The electronic version of this article is the complete one and can be found online at:


Received:11 January 2005
Published:17 February 2005

© 2005 BioMed Central Ltd

Poster presentation

We studied the prevention of a mice model of rheumatoid arthritis, the collagen-induced arthritis (CIA) model, with DNA-matured dendritic cell injection and then studied the induction of Treg through this innate immunity stimulation. CIA was induced as described in DBA/1 mice with bovine type II collagen intradermal injections. Intermediate DNA-matured dendritic cells were injected at D14 intraperitoneally. The clinical course of arthritis was followed and B-cell and T-cell responses were assayed.

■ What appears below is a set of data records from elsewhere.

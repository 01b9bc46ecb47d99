use std::path::PathBuf;
use std::sync::Arc;

use adbak::context::AppContext;
use adbak::core::models::{
    ClassifiedDevices, DeletionOutcome, Device, DeviceState, TransferResult,
};
use adbak::core::Session;
use adbak::transport::AdbTransport;
use adbak::{config, logging};
use anyhow::{Context, Result};
use clap::{Args, Parser, Subcommand};
use serde::Serialize;

#[derive(Parser)]
#[command(name = "adbak")]
#[command(about = "Android photo backup over adb", long_about = None)]
struct Cli {
    #[command(subcommand)]
    command: Commands,

    #[command(flatten)]
    overrides: ConfigArgs,

    /// Emit machine-readable JSON instead of plain summaries.
    #[arg(long, global = true)]
    json: bool,
}

#[derive(Args, Serialize)]
struct ConfigArgs {
    #[serde(skip_serializing_if = "Option::is_none")]
    #[arg(long, global = true)]
    adb_path: Option<String>,

    #[serde(skip_serializing_if = "Option::is_none")]
    #[arg(long, global = true)]
    backup_root: Option<String>,

    #[serde(skip_serializing_if = "Option::is_none")]
    #[arg(long, global = true)]
    transfer_timeout_secs: Option<u64>,

    #[serde(skip_serializing_if = "Option::is_none")]
    #[arg(long, global = true)]
    verbose: Option<bool>,
}

#[derive(Subcommand)]
enum Commands {
    /// Scan and classify attached devices
    Scan,
    /// List top-level folders on a device's shared storage
    Folders {
        #[arg(long)]
        device: String,
    },
    /// Reconcile one device folder into the local backup root
    Backup {
        #[arg(long)]
        device: String,
        #[arg(long)]
        folder: String,
    },
    /// Move photos from an origin device to the backup device
    Sync {
        /// Origin serial; may be omitted when exactly one origin is attached
        #[arg(long)]
        origin: Option<String>,
        /// Delete confirmed-copied photos from the origin afterwards
        #[arg(long)]
        delete_origin: bool,
    },
    /// Push local files into the device Documents folder
    Push {
        #[arg(long)]
        device: String,
        #[arg(required = true)]
        files: Vec<PathBuf>,
    },
    /// Attach a device over wireless adb
    Connect {
        #[arg(long)]
        host: String,
        #[arg(long)]
        port: u16,
    },
    /// Pair with a device over wireless adb
    Pair {
        #[arg(long)]
        host: String,
        #[arg(long)]
        port: u16,
        #[arg(long)]
        code: String,
    },
    /// Persist the backup device identity to the config file
    SetBackupDevice {
        #[arg(long)]
        model: String,
        #[arg(long)]
        product: String,
    },
    /// Stop the adb daemon
    KillServer,
}

#[tokio::main]
async fn main() -> Result<()> {
    let cli = Cli::parse();

    let mut config =
        config::AppConfig::new(Some(&cli.overrides)).context("Failed to load configuration")?;
    logging::init(logging::LogConfig {
        json: cli.json,
        verbose: config.verbose,
    });

    // Config-only command, no transport needed.
    if let Commands::SetBackupDevice { model, product } = &cli.command {
        config.set_backup_identity(model, product);
        config.save().context("Failed to save configuration")?;
        println!("Backup device set to {}", config.backup_identity());
        return Ok(());
    }

    let transport = Arc::new(AdbTransport::new(config.adb_path.clone()));
    let ctx = AppContext::new(config, transport);
    let mut session = Session::new(ctx.clone());

    match &cli.command {
        Commands::KillServer => {
            session.shutdown().await.context("Failed to stop adb")?;
            println!("adb daemon stopped");
            return Ok(());
        }
        Commands::Connect { host, port } => {
            init_session(&mut session).await?;
            let message = session.connect(&format!("{host}:{port}")).await?;
            println!("{message}");
            let count = session.rescan().await?;
            println!("{count} device(s) attached");
            return Ok(());
        }
        Commands::Pair { host, port, code } => {
            init_session(&mut session).await?;
            let message = session.pair(&format!("{host}:{port}"), code).await?;
            println!("{message}");
            return Ok(());
        }
        _ => {}
    }

    init_session(&mut session).await?;

    match &cli.command {
        Commands::Scan => {
            let classified = session.classified();
            show_devices(&ctx, session.devices(), &classified, cli.json)?;
        }
        Commands::Folders { device } => {
            let folders = session.list_folders(device).await?;
            if cli.json {
                println!("{}", serde_json::to_string_pretty(&folders)?);
            } else if folders.is_empty() {
                println!("No folders found on {device}");
            } else {
                for folder in folders {
                    println!("{folder}");
                }
            }
        }
        Commands::Backup { device, folder } => {
            let result = session.backup_folder(device, folder).await?;
            show_result("Backup", &result, None, cli.json)?;
        }
        Commands::Sync {
            origin,
            delete_origin,
        } => {
            let (result, deletion) = session
                .sync_photos(origin.as_deref(), *delete_origin)
                .await?;
            show_result("Sync", &result, deletion.as_ref(), cli.json)?;
        }
        Commands::Push { device, files } => {
            let (planned, pushed) = session.push_files(device, files).await?;
            if cli.json {
                println!(
                    "{}",
                    serde_json::json!({ "planned": planned, "pushed": pushed })
                );
            } else {
                println!("Pushed {pushed} of {planned} file(s)");
            }
        }
        // Handled above.
        Commands::Connect { .. }
        | Commands::Pair { .. }
        | Commands::SetBackupDevice { .. }
        | Commands::KillServer => unreachable!(),
    }

    Ok(())
}

async fn init_session(session: &mut Session) -> Result<usize> {
    session
        .initialize()
        .await
        .context("adb initialization failed")
}

fn show_devices(
    ctx: &AppContext,
    devices: &[Device],
    classified: &ClassifiedDevices,
    json: bool,
) -> Result<()> {
    if json {
        println!("{}", serde_json::to_string_pretty(classified)?);
        return Ok(());
    }

    let identity = ctx.config.backup_identity();
    match &classified.backup {
        Some(backup) => println!("Backup device {identity}: connected ({})", backup.serial),
        None => println!("Backup device {identity}: not connected"),
    }

    if devices.is_empty() {
        println!("No devices found");
        return Ok(());
    }

    for device in devices {
        let is_backup = classified
            .backup
            .as_ref()
            .is_some_and(|b| b.serial == device.serial);
        let tag = if is_backup {
            " [BACKUP]"
        } else {
            match device.state {
                DeviceState::Connected => "",
                DeviceState::Offline => " [OFFLINE]",
                DeviceState::Unauthorized => " [UNAUTHORIZED]",
            }
        };
        println!(
            "  {}  {} ({}){}",
            device.serial, device.model, device.product, tag
        );
    }
    Ok(())
}

fn show_result(
    title: &str,
    result: &TransferResult,
    deletion: Option<&DeletionOutcome>,
    json: bool,
) -> Result<()> {
    if json {
        println!("{}", serde_json::to_string_pretty(result)?);
        return Ok(());
    }

    println!("{title} summary");
    println!(
        "  Pulled: {}/{}",
        result.pulled_count, result.to_be_pulled_count
    );
    if result.to_be_pushed_count > 0 || result.pushed_count > 0 {
        println!(
            "  Pushed: {}/{}",
            result.pushed_count, result.to_be_pushed_count
        );
    }
    println!(
        "  Outcome: {}",
        if result.all_files_synced {
            "complete"
        } else {
            "partial"
        }
    );
    if let Some(deletion) = deletion {
        println!(
            "  Origin cleanup: {} of {} deleted{}",
            deletion.deleted,
            deletion.eligible,
            match result.delete_completed {
                Some(true) => " (complete)",
                _ => " (incomplete)",
            }
        );
        for failure in &deletion.failures {
            println!("    failed: {} ({})", failure.path, failure.reason);
        }
    }
    println!("  Local folder: {}", result.folder_path.display());
    Ok(())
}
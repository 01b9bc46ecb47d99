//! Executes a transfer plan against the transport, one file at a time.

use std::path::PathBuf;
use std::time::Duration;

use tokio::time::timeout;
use tracing::{debug, info, warn};

use crate::core::models::{
    Direction, ExecutionOutcome, FileEntry, FileOutcome, FileStatus, TransferPlan,
};
use crate::error::TransferError;
use crate::transport::{Transport, join_remote};

/// The endpoints one plan executes against: a single device, the remote
/// folder on it, and the local staging folder.
#[derive(Debug, Clone)]
pub struct TransferRoute {
    pub serial: String,
    pub remote_dir: String,
    pub local_dir: PathBuf,
}

pub struct TransferExecutor<'a> {
    transport: &'a dyn Transport,
    /// Bound for each individual file transfer.
    file_timeout: Duration,
}

impl<'a> TransferExecutor<'a> {
    pub fn new(transport: &'a dyn Transport, file_timeout: Duration) -> Self {
        Self {
            transport,
            file_timeout,
        }
    }

    /// Run every planned file in plan order, pulls before pushes.
    ///
    /// A failed file is recorded and execution moves on; one failure never
    /// aborts the batch. Each file is bounded by the configured timeout
    /// and a timeout is recorded as a failed file, not an error.
    pub async fn execute(&self, plan: &TransferPlan, route: &TransferRoute) -> ExecutionOutcome {
        let mut outcome = ExecutionOutcome {
            planned_pulls: plan.to_pull.len(),
            planned_pushes: plan.to_push.len(),
            files: Vec::with_capacity(plan.len()),
        };

        for entry in &plan.to_pull {
            let status = self.copy_one(entry, Direction::Pull, route).await;
            outcome.files.push(FileOutcome {
                path: entry.path.clone(),
                direction: Direction::Pull,
                status,
            });
        }

        for entry in &plan.to_push {
            let status = self.copy_one(entry, Direction::Push, route).await;
            outcome.files.push(FileOutcome {
                path: entry.path.clone(),
                direction: Direction::Push,
                status,
            });
        }

        info!(
            pulled = outcome.copied(Direction::Pull),
            planned_pulls = outcome.planned_pulls,
            pushed = outcome.copied(Direction::Push),
            planned_pushes = outcome.planned_pushes,
            "Plan execution finished"
        );

        outcome
    }

    async fn copy_one(
        &self,
        entry: &FileEntry,
        direction: Direction,
        route: &TransferRoute,
    ) -> FileStatus {
        let remote = join_remote(&route.remote_dir, &entry.path);
        let local = route.local_dir.join(&entry.path);

        debug!(file = %entry.path, ?direction, size = entry.size, "Copying file");

        let attempt = match direction {
            Direction::Pull => {
                timeout(
                    self.file_timeout,
                    self.transport.pull(&route.serial, &remote, &local),
                )
                .await
            }
            Direction::Push => {
                timeout(
                    self.file_timeout,
                    self.transport.push(&route.serial, &local, &remote),
                )
                .await
            }
        };

        match attempt {
            Ok(Ok(())) => FileStatus::Copied,
            Ok(Err(err)) => {
                warn!(file = %entry.path, error = %err, "File transfer failed");
                FileStatus::Failed(err.into())
            }
            Err(_) => {
                warn!(file = %entry.path, timeout = ?self.file_timeout, "File transfer timed out");
                FileStatus::Failed(TransferError::Timeout)
            }
        }
    }
}
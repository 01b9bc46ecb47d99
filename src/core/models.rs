use std::fmt;
use std::path::PathBuf;

use chrono::{DateTime, Utc};
use serde::{Deserialize, Serialize};

use crate::error::TransferError;

/// A device as reported by the transport in the latest scan.
///
/// The backup/origin role is never stored here; it is derived per
/// classification call so that an identity change is visible on the very
/// next scan.
#[derive(Debug, Clone, PartialEq, Eq, Serialize)]
pub struct Device {
    pub serial: String,
    pub model: String,
    pub product: String,
    pub state: DeviceState,
}

#[derive(Debug, Clone, Copy, PartialEq, Eq, Serialize)]
pub enum DeviceState {
    /// Attached and usable.
    Connected,
    Offline,
    Unauthorized,
}

impl Device {
    /// Whether this device is the configured backup device. Model and
    /// product compare case-insensitively, matching adb property casing
    /// quirks across vendors.
    pub fn matches(&self, identity: &BackupIdentity) -> bool {
        self.model.eq_ignore_ascii_case(&identity.model)
            && self.product.eq_ignore_ascii_case(&identity.product)
    }

    pub fn is_connected(&self) -> bool {
        self.state == DeviceState::Connected
    }
}

/// The (model, product) pair that identifies the durable backup device.
#[derive(Debug, Clone, PartialEq, Eq, Serialize, Deserialize)]
pub struct BackupIdentity {
    pub model: String,
    pub product: String,
}

impl fmt::Display for BackupIdentity {
    fn fmt(&self, f: &mut fmt::Formatter<'_>) -> fmt::Result {
        write!(f, "{} ({})", self.model, self.product)
    }
}

/// Result of classifying a device snapshot against a backup identity.
#[derive(Debug, Clone, Default, Serialize)]
pub struct ClassifiedDevices {
    /// First device in scan order matching the backup identity, if any.
    pub backup: Option<Device>,
    /// All other connected devices, in scan order.
    pub origins: Vec<Device>,
}

impl ClassifiedDevices {
    /// Derived query, never cached separately from the snapshot.
    pub fn backup_connected(&self) -> bool {
        self.backup.is_some()
    }
}

/// One file in a directory listing: relative path, size, mtime.
///
/// Reconciliation equality is (path, size, mtime); content is never
/// hashed. Mtimes compare at second granularity since that is all the
/// device-side listing can promise.
#[derive(Debug, Clone, PartialEq, Eq, Serialize)]
pub struct FileEntry {
    pub path: String,
    pub size: u64,
    pub mtime: DateTime<Utc>,
}

impl FileEntry {
    pub fn new(path: impl Into<String>, size: u64, mtime: DateTime<Utc>) -> Self {
        Self {
            path: path.into(),
            size,
            mtime,
        }
    }

    /// True when the destination copy can be considered in sync. Matching
    /// size and mtime count as synced even if bytes were to differ.
    pub fn same_version(&self, other: &FileEntry) -> bool {
        self.size == other.size && self.mtime.timestamp() == other.mtime.timestamp()
    }
}

#[derive(Debug, Clone, Copy, PartialEq, Eq, Serialize)]
pub enum Direction {
    /// Device -> local machine.
    Pull,
    /// Local machine -> device.
    Push,
}

/// The computed copy sets for one reconciliation pass.
///
/// Both sequences keep the order of the source listing they were derived
/// from, so repeated runs over an unchanged listing produce an identical
/// plan.
#[derive(Debug, Clone, Default)]
pub struct TransferPlan {
    pub to_pull: Vec<FileEntry>,
    pub to_push: Vec<FileEntry>,
}

impl TransferPlan {
    pub fn is_empty(&self) -> bool {
        self.to_pull.is_empty() && self.to_push.is_empty()
    }

    pub fn len(&self) -> usize {
        self.to_pull.len() + self.to_push.len()
    }
}

#[derive(Debug, Clone, PartialEq, Eq)]
pub enum FileStatus {
    Copied,
    Failed(TransferError),
}

/// Outcome of one planned file transfer.
#[derive(Debug, Clone)]
pub struct FileOutcome {
    pub path: String,
    pub direction: Direction,
    pub status: FileStatus,
}

impl FileOutcome {
    pub fn copied(&self) -> bool {
        self.status == FileStatus::Copied
    }
}

/// Per-file results of executing a plan, with the planned counts the
/// results are measured against.
#[derive(Debug, Clone, Default)]
pub struct ExecutionOutcome {
    pub planned_pulls: usize,
    pub planned_pushes: usize,
    pub files: Vec<FileOutcome>,
}

impl ExecutionOutcome {
    /// Number of files actually copied in the given direction.
    pub fn copied(&self, direction: Direction) -> usize {
        self.files
            .iter()
            .filter(|f| f.direction == direction && f.copied())
            .count()
    }

    /// Fold another outcome into this one (e.g. a push phase after a pull
    /// phase), preserving file order.
    pub fn merge(mut self, other: ExecutionOutcome) -> ExecutionOutcome {
        self.planned_pulls += other.planned_pulls;
        self.planned_pushes += other.planned_pushes;
        self.files.extend(other.files);
        self
    }
}

/// Summary of a transfer operation. Built once from per-file outcomes and
/// never mutated afterwards: a report, not state.
#[derive(Debug, Clone, Serialize)]
pub struct TransferResult {
    pub to_be_pulled_count: usize,
    pub pulled_count: usize,
    pub to_be_pushed_count: usize,
    pub pushed_count: usize,
    /// Computed from count equality alone; see the aggregator.
    pub all_files_synced: bool,
    /// `Some` only when deletion was requested for this operation.
    #[serde(skip_serializing_if = "Option::is_none")]
    pub delete_completed: Option<bool>,
    /// Resolved local folder used for this operation.
    pub folder_path: PathBuf,
}

/// Per-file accounting for a confirmed-deletion pass on the origin device.
#[derive(Debug, Clone, Default, Serialize)]
pub struct DeletionOutcome {
    /// Files eligible for deletion (planned for pull and actually copied).
    pub eligible: usize,
    pub deleted: usize,
    pub failures: Vec<DeletionFailure>,
}

#[derive(Debug, Clone, Serialize)]
pub struct DeletionFailure {
    pub path: String,
    pub reason: String,
}

impl DeletionOutcome {
    pub fn completed(&self) -> bool {
        self.deleted == self.eligible
    }
}
//! Readiness state machine for the adb transport and device snapshot.
//!
//! `Uninitialized -> DependenciesReady -> ServiceRunning -> DevicesScanned
//! -> Ready`. All transitions are one-directional except `DevicesScanned`,
//! which rescans loop back through. Dependency or service failures are
//! fatal to the flow and surfaced to the caller; they are never retried
//! here.

use std::time::Duration;

use thiserror::Error;
use tokio::time::timeout;
use tracing::info;

use crate::core::registry::DeviceRegistry;
use crate::error::TransportError;
use crate::transport::Transport;

#[derive(Debug, Clone, Copy, PartialEq, Eq, PartialOrd, Ord)]
pub enum ReadyState {
    Uninitialized,
    DependenciesReady,
    ServiceRunning,
    DevicesScanned,
    Ready,
}

#[derive(Debug, Error)]
pub enum BootstrapError {
    #[error("{operation} is not valid in the {state:?} state")]
    OutOfOrder {
        operation: &'static str,
        state: ReadyState,
    },

    #[error(transparent)]
    Transport(#[from] TransportError),
}

/// Drives the transport from cold start to a usable device snapshot.
///
/// Being `Ready` says nothing about the backup device specifically; the
/// system can be ready with zero classified devices. "Backup connected"
/// is a query on the snapshot, not a state.
pub struct Bootstrap {
    state: ReadyState,
}

impl Default for Bootstrap {
    fn default() -> Self {
        Self::new()
    }
}

impl Bootstrap {
    pub fn new() -> Self {
        Self {
            state: ReadyState::Uninitialized,
        }
    }

    pub fn state(&self) -> ReadyState {
        self.state
    }

    /// Verify the transport binary is usable. Failure is fatal and leaves
    /// the machine in `Uninitialized`.
    pub async fn check_dependencies(
        &mut self,
        transport: &dyn Transport,
    ) -> Result<(), BootstrapError> {
        if self.state != ReadyState::Uninitialized {
            return Err(BootstrapError::OutOfOrder {
                operation: "check_dependencies",
                state: self.state,
            });
        }

        transport.check_dependencies().await?;
        self.state = ReadyState::DependenciesReady;
        info!("Transport dependencies ready");
        Ok(())
    }

    /// Start the transport daemon, bounded by `deadline`. Failure is
    /// fatal to the flow.
    pub async fn start_service(
        &mut self,
        transport: &dyn Transport,
        deadline: Duration,
    ) -> Result<(), BootstrapError> {
        if self.state != ReadyState::DependenciesReady {
            return Err(BootstrapError::OutOfOrder {
                operation: "start_service",
                state: self.state,
            });
        }

        match timeout(deadline, transport.start_service()).await {
            Ok(Ok(())) => {}
            Ok(Err(err)) => return Err(err.into()),
            Err(_) => return Err(TransportError::Timeout(deadline).into()),
        }

        self.state = ReadyState::ServiceRunning;
        info!("Transport service running");
        Ok(())
    }

    /// Scan devices into the registry. Valid from `ServiceRunning` and
    /// re-entrant afterwards; a failed scan leaves the machine in
    /// `DevicesScanned` with an empty snapshot, and another scan may be
    /// attempted.
    pub async fn scan(
        &mut self,
        transport: &dyn Transport,
        registry: &mut DeviceRegistry,
        deadline: Duration,
    ) -> Result<usize, BootstrapError> {
        if self.state < ReadyState::ServiceRunning {
            return Err(BootstrapError::OutOfOrder {
                operation: "scan",
                state: self.state,
            });
        }

        self.state = ReadyState::DevicesScanned;
        let count = registry.scan(transport, deadline).await?;
        self.state = ReadyState::Ready;
        Ok(count)
    }
}

#[cfg(test)]
mod tests {
    use super::*;
    use crate::transport::SimulatedTransport;

    const DEADLINE: Duration = Duration::from_secs(1);

    #[tokio::test]
    async fn full_flow_reaches_ready() {
        let transport = SimulatedTransport::new();
        transport.add_device("s1", "Pixel_5", "redfin");

        let mut bootstrap = Bootstrap::new();
        let mut registry = DeviceRegistry::new();

        bootstrap.check_dependencies(&transport).await.unwrap();
        assert_eq!(bootstrap.state(), ReadyState::DependenciesReady);

        bootstrap.start_service(&transport, DEADLINE).await.unwrap();
        assert_eq!(bootstrap.state(), ReadyState::ServiceRunning);

        let count = bootstrap
            .scan(&transport, &mut registry, DEADLINE)
            .await
            .unwrap();
        assert_eq!(count, 1);
        assert_eq!(bootstrap.state(), ReadyState::Ready);
    }

    #[tokio::test]
    async fn scan_is_reentrant_once_ready() {
        let transport = SimulatedTransport::new();
        let mut bootstrap = Bootstrap::new();
        let mut registry = DeviceRegistry::new();

        bootstrap.check_dependencies(&transport).await.unwrap();
        bootstrap.start_service(&transport, DEADLINE).await.unwrap();
        bootstrap
            .scan(&transport, &mut registry, DEADLINE)
            .await
            .unwrap();

        transport.add_device("s1", "Pixel_5", "redfin");
        let count = bootstrap
            .scan(&transport, &mut registry, DEADLINE)
            .await
            .unwrap();
        assert_eq!(count, 1);
        assert_eq!(bootstrap.state(), ReadyState::Ready);
    }

    #[tokio::test]
    async fn scan_before_service_is_rejected() {
        let transport = SimulatedTransport::new();
        let mut bootstrap = Bootstrap::new();
        let mut registry = DeviceRegistry::new();

        let err = bootstrap
            .scan(&transport, &mut registry, DEADLINE)
            .await
            .unwrap_err();
        assert!(matches!(err, BootstrapError::OutOfOrder { .. }));
    }

    #[tokio::test]
    async fn missing_dependencies_are_fatal() {
        let transport = SimulatedTransport::new();
        transport.break_dependencies();

        let mut bootstrap = Bootstrap::new();
        let err = bootstrap.check_dependencies(&transport).await.unwrap_err();

        assert!(matches!(
            err,
            BootstrapError::Transport(TransportError::Unavailable(_))
        ));
        assert_eq!(bootstrap.state(), ReadyState::Uninitialized);
    }

    #[tokio::test]
    async fn failed_scan_empties_snapshot_and_allows_retry() {
        let transport = SimulatedTransport::new();
        transport.add_device("s1", "Pixel_5", "redfin");

        let mut bootstrap = Bootstrap::new();
        let mut registry = DeviceRegistry::new();

        bootstrap.check_dependencies(&transport).await.unwrap();
        bootstrap.start_service(&transport, DEADLINE).await.unwrap();
        bootstrap
            .scan(&transport, &mut registry, DEADLINE)
            .await
            .unwrap();
        assert_eq!(registry.devices().len(), 1);

        transport.fail_next_scan();
        assert!(
            bootstrap
                .scan(&transport, &mut registry, DEADLINE)
                .await
                .is_err()
        );
        assert!(registry.devices().is_empty());
        assert_eq!(bootstrap.state(), ReadyState::DevicesScanned);

        // Next scan succeeds again.
        let count = bootstrap
            .scan(&transport, &mut registry, DEADLINE)
            .await
            .unwrap();
        assert_eq!(count, 1);
        assert_eq!(bootstrap.state(), ReadyState::Ready);
    }
}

The induction of CD4+CD25+ was tested by flow cytometry and the induction of Treg markers was quantified by quantitative RT-PCR. Treatment of CIA with intermediate DNA-matured dendritic cells could prevent arthritis as well as lipopolysaccharide-matured dendritic cells. Neither B-cell and T-cell responses were not modified nor was a TH2 response observed. The induction of Treg (CD4+CD25+) cells was observed in blood, and lymph nodes. The induction of foxp3 could be quantified and increased with DNA-matured dendritic cells in peripheral nodes. In conclusion we observed a prevention of CIA with the injection of DNA-matured dendritic cells that did not modify the specific response against bovine type II collagen. Because of the absence of T-cell and B-cell response modification as well as TH2 modification, we believed that the induction of CD4+CD25+ cells that expressed foxp3 are involved in the prevention of CIA we observed.